PLEASE NOTE: Running the code in this section will not return the same sample results in this report as we have added the cleaning functions to the convert_to_json.py file which has changed the dataset.

Building Heights

After examining the JSON file, we noticed that the values of building heights field, height, were string values instead of numerical values. The units of this height is presumably in meters.

Running aggregation pipelines to sort this value as a string turned out to be problematic. Rather than convert the value during the MongoDB call, we decided to resolve the problem at its source.

Thus, in our convert_to_json.py file, we added a condition to convert attribute values into either floats or integers if they could be. This would make sorting for many other fields work correctly. Additionally, it also decreased the size of the sample_20.osm.json file by a few MB.
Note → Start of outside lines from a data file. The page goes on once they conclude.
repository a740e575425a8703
pub mod handlers;
pub mod routes;
pub mod state;

pub use routes::create_router;
pub use state::AppState;
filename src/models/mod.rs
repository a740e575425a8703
pub mod card;
pub mod deck;
pub mod recommendation;

pub use card::{CardId, CardMetadata, Color, ColorIdentity, InvalidColor};
pub use deck::{distinct_nonbasic, is_basic_land, Deck, RawCorpus, BASIC_LANDS};
pub use recommendation::{
    GeneralityEntry, GeneralityMean, GeneralityTag, Recommendation, RecommendationMode,
};
use serde::ser::SerializeStruct;
use serde::{Deserialize, Serialize, Serializer};
use std::fmt::Display;

use super::CardId;

/// Which partition of the card pool a recommendation draws from
#[derive(Debug, Clone, Copy, PartialEq, Eq, Default, Serialize, Deserialize)]
#[serde(rename_all = "lowercase")]
pub enum RecommendationMode {
    /// Nonland cards only
    #[default]
    Spells,
    /// Land cards only
    Lands,
}

impl RecommendationMode {
    pub fn from_land_flag(lands: bool) -> Self {
        if lands {
            RecommendationMode::Lands
        } else {
            RecommendationMode::Spells
        }
    }
}

/// A single ranked card suggestion
#[derive(Debug, Clone, PartialEq)]
pub struct Recommendation {
    /// 1-based position in the final list
    pub rank: usize,
    pub card: CardId,
    pub name: String,
    /// Number of corpus decks playing the card
    pub count: usize,
    /// Number of corpus decks that could legally play the card
    pub max_inclusion: usize,
    /// Composite filter-ranking score
    pub score: f64,
    /// Geometric mean of the similarity votes
    pub synergy: f64,
}

impl Recommendation {
    pub fn synergy_label(&self) -> String {
        format!("{:.3}", self.synergy)
    }
}

/// Emits the raw fields plus `synergy_label`, the synergy rounded for display
impl Serialize for Recommendation {
    fn serialize<S: Serializer>(&self, serializer: S) -> Result<S::Ok, S::Error> {
        let mut state = serializer.serialize_struct("Recommendation", 8)?;
        state.serialize_field("rank", &self.rank)?;
        state.serialize_field("card", &self.card)?;
        state.serialize_field("name", &self.name)?;
        state.serialize_field("count", &self.count)?;
        state.serialize_field("max_inclusion", &self.max_inclusion)?;
        state.serialize_field("score", &self.score)?;
        state.serialize_field("synergy", &self.synergy)?;
        state.serialize_field("synergy_label", &self.synergy_label())?;
        state.end()
    }
}

impl Display for Recommendation {
    fn fmt(&self, f: &mut std::fmt::Formatter<'_>) -> std::fmt::Result {
        write!(
            f,
            "{}. {} ({}/{}) {:.3}",
            self.rank, self.name, self.count, self.max_inclusion, self.synergy
        )
    }
}

/// Averaging used when scoring decklist generality
#[derive(Debug, Clone, Copy, PartialEq, Eq, Default, Serialize, Deserialize)]
#[serde(rename_all = "lowercase")]
pub enum GeneralityMean {
    #[default]
    Arithmetic,
    Geometric,
}

/// Marks where a generality entry came from
#[derive(Debug, Clone, Copy, PartialEq, Eq, Serialize, Deserialize)]
#[serde(rename_all = "lowercase")]
pub enum GeneralityTag {
    Corpus,
    Query,
}

#[derive(Debug, Clone, PartialEq, Serialize)]
pub struct GeneralityEntry {
    pub name: String,
    pub score: f64,
    pub tag: GeneralityTag,
}
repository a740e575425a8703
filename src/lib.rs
//! Card recommendations for competitive Commander decks, scored against a
//! corpus of tournament decklists.

pub mod api;
pub mod config;
pub mod error;
pub mod middleware;
pub mod models;
pub mod services;
pub mod storage;
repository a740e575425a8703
use serde::Deserialize;
use std::collections::HashMap;

use crate::models::{CardId, CardMetadata, ColorIdentity};
use crate::services::{EngineError, EngineResult};

/// Lands whose color identity the card database reports too narrowly for
/// deckbuilding purposes: each fetches (or makes) lands of these colors.
pub const LAND_IDENTITY_FIXES: [(&str, &str); 11] = [
    ("Marsh Flats", "WB"),
    ("Verdant Catacombs", "BG"),
    ("Misty Rainforest", "UG"),
    ("Scalding Tarn", "UR"),
    ("Arid Mesa", "RW"),
    ("Wooded Foothills", "RG"),
    ("Windswept Heath", "GW"),
    ("Flooded Strand", "WU"),
    ("Polluted Delta", "UB"),
    ("Bloodstained Mire", "BR"),
    ("Urborg, Tomb of Yawgmoth", "B"),
];

/// Card object as returned by the card database, reduced to what we keep
#[derive(Debug, Clone, Deserialize)]
pub struct ScryfallCard {
    #[serde(default)]
    pub color_identity: ColorIdentity,
    #[serde(default)]
    pub type_line: String,
    #[serde(default)]
    pub cmc: f64,
}

/// Read-only card metadata lookup keyed by normalized card name
#[derive(Debug, Clone, Default)]
pub struct MetadataStore {
    cards: HashMap<CardId, CardMetadata>,
}

impl MetadataStore {
    pub fn new(cards: HashMap<CardId, CardMetadata>) -> Self {
        Self { cards }
    }

    /// Builds the lookup from a full card-database dump keyed by display name
    pub fn from_scryfall(dump: HashMap<String, ScryfallCard>) -> Self {
        let cards = dump
            .into_iter()
            .map(|(display_name, card)| {
                let metadata = CardMetadata {
                    color_identity: card.color_identity,
                    type_line: card.type_line,
                    mana_value: card.cmc,
                    display_name: display_name.clone(),
                };
                (CardId::new(&display_name), metadata)
            })
            .collect();
        Self { cards }
    }

    /// Looks up a card; a miss is a fatal engine error
    pub fn get(&self, card: &CardId) -> EngineResult<&CardMetadata> {
        self.cards
            .get(card)
            .ok_or_else(|| EngineError::MissingMetadata(card.clone()))
    }

    pub fn len(&self) -> usize {
        self.cards.len()
    }

    pub fn is_empty(&self) -> bool {
        self.cards.is_empty()
    }

    /// Overwrites the color identity of the lands in [`LAND_IDENTITY_FIXES`].
    ///
    /// Returns how many cards were updated.
    pub fn apply_land_identity_fixes(&mut self) -> usize {
        let mut fixed = 0;
        for (name, letters) in LAND_IDENTITY_FIXES {
            let Ok(identity) = ColorIdentity::from_letters(letters) else {
                continue;
            };
            match self.cards.get_mut(&CardId::new(name)) {
                Some(metadata) => {
                    tracing::debug!(
                        card = name,
                        before = %metadata.color_identity,
                        after = %identity,
                        "Fixing land color identity"
                    );
                    metadata.color_identity = identity;
                    fixed += 1;
                }
                None => tracing::debug!(card = name, "Land not in metadata, skipping fix"),
            }
        }
        fixed
    }
}

impl FromIterator<(CardId, CardMetadata)> for MetadataStore {
    fn from_iter<T: IntoIterator<Item = (CardId, CardMetadata)>>(iter: T) -> Self {
        Self {
            cards: iter.into_iter().collect(),
        }
    }
}
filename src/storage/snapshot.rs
use std::collections::HashMap;
use std::path::{Path, PathBuf};

use chrono::{DateTime, Utc};
use serde::de::DeserializeOwned;

use crate::config::{Config, MetadataFormat};
use crate::error::AppResult;
use crate::models::{CardId, CardMetadata, RawCorpus};
use crate::services::{CorpusIndex, GeneralityScorer, Recommender};
use crate::storage::metadata::{MetadataStore, ScryfallCard};

/// Immutable view of the corpus and card metadata shared by all requests
#[derive(Debug)]
pub struct Snapshot {
    index: CorpusIndex,
    metadata: MetadataStore,
    loaded_at: DateTime<Utc>,
}

impl Snapshot {
    pub fn new(raw: &RawCorpus, metadata: MetadataStore) -> Self {
        Self {
            index: CorpusIndex::build(raw),
            metadata,
            loaded_at: Utc::now(),
        }
    }

    pub fn index(&self) -> &CorpusIndex {
        &self.index
    }

    pub fn metadata(&self) -> &MetadataStore {
        &self.metadata
    }

    pub fn loaded_at(&self) -> DateTime<Utc> {
        self.loaded_at
    }

    pub fn recommender(&self) -> Recommender<'_> {
        Recommender::new(&self.index, &self.metadata)
    }

    pub fn generality(&self) -> GeneralityScorer<'_> {
        GeneralityScorer::new(&self.index)
    }
}

/// Where the corpus and card metadata come from
///
/// Sources only decode data; building the index is left to [`load_snapshot`]
/// so every source produces the same snapshot for the same input.
#[cfg_attr(test, mockall::automock)]
#[async_trait::async_trait]
pub trait SnapshotSource: Send + Sync {
    /// Nested `{colors: {archetype: {deck: [card, ...]}}}` corpus
    async fn load_corpus(&self) -> AppResult<RawCorpus>;

    /// Card metadata keyed by normalized card name
    async fn load_metadata(&self) -> AppResult<MetadataStore>;

    /// Source name for logging
    fn name(&self) -> &'static str;
}

/// Reads the corpus and metadata from JSON files on disk
#[derive(Debug, Clone)]
pub struct JsonFileSource {
    corpus_path: PathBuf,
    metadata_path: PathBuf,
    format: MetadataFormat,
    fix_land_identities: bool,
}

impl JsonFileSource {
    pub fn new(corpus_path: impl Into<PathBuf>, metadata_path: impl Into<PathBuf>) -> Self {
        Self {
            corpus_path: corpus_path.into(),
            metadata_path: metadata_path.into(),
            format: MetadataFormat::default(),
            fix_land_identities: true,
        }
    }

    pub fn from_config(config: &Config) -> Self {
        Self::new(&config.corpus_path, &config.metadata_path)
            .with_format(config.metadata_format)
            .with_land_fixes(config.fix_land_identities)
    }

    pub fn with_format(mut self, format: MetadataFormat) -> Self {
        self.format = format;
        self
    }

    pub fn with_land_fixes(mut self, enabled: bool) -> Self {
        self.fix_land_identities = enabled;
        self
    }
}

async fn read_json<T: DeserializeOwned>(path: &Path) -> AppResult<T> {
    let bytes = tokio::fs::read(path).await?;
    tracing::debug!(path = %path.display(), bytes = bytes.len(), "Read JSON file");
    Ok(serde_json::from_slice(&bytes)?)
}

#[async_trait::async_trait]
impl SnapshotSource for JsonFileSource {
    async fn load_corpus(&self) -> AppResult<RawCorpus> {
        read_json(&self.corpus_path).await
    }

    async fn load_metadata(&self) -> AppResult<MetadataStore> {
        let mut store = match self.format {
            MetadataFormat::Lite => {
                let entries: HashMap<String, CardMetadata> = read_json(&self.metadata_path).await?;
                entries
                    .into_iter()
                    .map(|(key, metadata)| (CardId::new(&key), metadata))
                    .collect()
            }
            MetadataFormat::Scryfall => {
                let dump: HashMap<String, ScryfallCard> = read_json(&self.metadata_path).await?;
                MetadataStore::from_scryfall(dump)
            }
        };

        if self.fix_land_identities {
            let fixed = store.apply_land_identity_fixes();
            tracing::info!(fixed, "Applied land color identity fixes");
        }

        Ok(store)
    }

    fn name(&self) -> &'static str {
        "json_files"
    }
}

/// Loads both halves from a source and builds the snapshot
pub async fn load_snapshot(source: &dyn SnapshotSource) -> AppResult<Snapshot> {
    let (corpus, metadata) = tokio::try_join!(source.load_corpus(), source.load_metadata())?;
    let snapshot = Snapshot::new(&corpus, metadata);

    tracing::info!(
        source = source.name(),
        decks = snapshot.index().deck_count(),
        unique_cards = snapshot.index().frequencies().unique_cards(),
        metadata_entries = snapshot.metadata().len(),
        "Snapshot loaded"
    );

    Ok(snapshot)
}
Running the sample_buildings MongoDB aggregation pipeline in the buildings.py file, we found values with more than 2 decimal places for the building height field. Below, the following code displays a sample of the building heights and illustrates this result. That amount of digits is oddly specific, unnecessary, and may have been an input error.

In [2]:
# Function displays 'size' number of building addresses and heights
def sample_buildings(size):
    buildings = db.sample_20.aggregate([
        {"$match": {"building": "yes", "height": {"$exists": 1}, \
                    "address": {"$exists": 1}}},
        {"$project": {"_id": {"$concat": ["$address.housenumber", \
                                          " ", "$address.street"]},
                    "building_height": "$height"}},
        {"$limit": size}
    ])

    print("\n- Sample of " + str(size) + " Buildings -")
    pprint.pprint([doc for doc in buildings])

- Building Heights -

{'height': 5.04, 'address': {'street': 'East Lisa Drive', 'housenumber': '100'}} {'height': 4.94, 'address': {'street': 'East Lisa Drive', 'housenumber': '108'}} {'height': 3.98, 'address': {'street': 'East Lisa Drive', 'housenumber': '211'}} {'height': 4.44, 'address': {'street': 'Miranda Drive', 'housenumber': '6802'}} {'height': 4.67, 'address': {'street': 'Miranda Drive', 'housenumber': '6907'}} {'height': 5.21, 'address': {'street': 'Priscilla Drive', 'housenumber': '6911'}} {'height': 4.64, 'address': {'street': 'Priscilla Drive', 'housenumber': '7001'}} {'height': 4.48, 'address': {'street': 'Miranda Drive', 'housenumber': '6903'}} {'height': 4.41, 'address': {'street': 'Isabelle Drive', 'housenumber': '7005'}} {'height': 4.430000000000002, 'address': {'street': 'Twin Crest Drive', 'housenumber': '7008'}}

Thus, to standardize the data for easier use, we floated the data so each building height has only 2 decimal digits. We did this through defining several auditing functions in the Cleaning Functions for XML section of the buildings.py file and calling them in the convert_to_json.py file.

State Address

Looking into the state field of the address subdocument through the state.py file, we noticed that the users had entered many variations of Texas for the state field.

In [3]:
def find_states():
    states = db.austin_texas.aggregate([
        {"$match": {"address.state": {"$exists": 1}}},
        {"$group": {"_id": "$address.state", "count": {"$sum": 1}}},
        {"$sort": {"count": -1}}
    ])

    print("\n- Sample of Values for State Field -")
    pprint.pprint([doc for doc in states])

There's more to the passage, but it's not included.